I was also bothered a bit when poor Button fell out of the narrative. He is left in his father’s care. Button is still alive the last time we see him but various events suggest that Laissa overestimated the father’s long-term utility as a guardian. I suspect Button’s future will be particularly brief even by male standards.
Although most of the women buy into the rightness of their system, they are aware other alternatives exist. They just cannot be bothered to implement them, at least not just yet. I am about 80% sure they lack the means for a Ceratiidae-style  solution, for what that is worth.
Unsurprisingly, however much the women in the Enclave and communities endorse their way of life as the true and right way, I doubt the author is sympathetic to their claims. It’s true that the men are for the most part casually violent but several characters point out how that violence is carefully orchestrated by the Enclave. Arvil provides an example of a man who exercises self-control. As for the women — not only does Birana demonstrate command of one-on-one violence, the women of the Enclave have a proven aptitude for mass murder.
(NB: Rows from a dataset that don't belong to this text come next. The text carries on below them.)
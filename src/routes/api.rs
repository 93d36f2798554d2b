use axum::{routing::get, Router};

use crate::handlers::{diagnostics, health_check, ready_check};
use crate::websocket::handler::websocket_handler;
use crate::AppState;

/// Create API routes
pub fn create_api_routes() -> Router<AppState> {
    Router::new()
        .route("/v1/health", get(health_check))
        .route("/v1/ready", get(ready_check))
        .route("/v1/diagnostics", get(diagnostics))
}

/// Create the full application router: API routes plus the WebSocket upgrade.
pub fn create_app_routes(state: AppState) -> Router {
    Router::new()
        .nest("/api", create_api_routes())
        .route("/ws", get(websocket_handler))
        .with_state(state)
}
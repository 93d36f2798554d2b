/// Errors raised by the room core.
///
/// Stale-reference removals (member or session already gone) are not part of
/// this taxonomy: they are silently tolerated no-ops.
#[derive(Debug, Clone, Copy, PartialEq, Eq)]
pub enum RoomError {
    /// Join against a room id the directory does not know.
    RoomNotFound,
    /// Room creation with an id already present. The allocator retries this;
    /// it is an invariant violation if it reaches a caller.
    DuplicateRoom,
    /// The allocator gave up after its bounded retries. Operational alarm,
    /// not expected in practice.
    AllocationExhausted,
}

impl std::fmt::Display for RoomError {
    fn fmt(&self, f: &mut std::fmt::Formatter<'_>) -> std::fmt::Result {
        match self {
            RoomError::RoomNotFound => write!(f, "Room not found"),
            RoomError::DuplicateRoom => write!(f, "Duplicate room id"),
            RoomError::AllocationExhausted => write!(f, "Room id allocation exhausted"),
        }
    }
}

impl std::error::Error for RoomError {}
Rather than pass quickly over messy details, Sargent embraces them and makes them a part of her narrative. Readers hoping to avoid discussions of menstruation may wish to avert their eyes, along with anyone who thinks childbirth with stone-age medical tools is a big heap of fun.
I can’t really discuss Sargent in my Because My Tears are Delicious to You reviews. While her career did begin when I was a teen, most of her more interesting novels were published after March 18, 1981 (Tears’ cut-off date). Three of her Women of Wonder anthologies did come out when I was fourteen, fifteen, and seventeen respectively, but they’re getting their own review series in 2015. With added interview!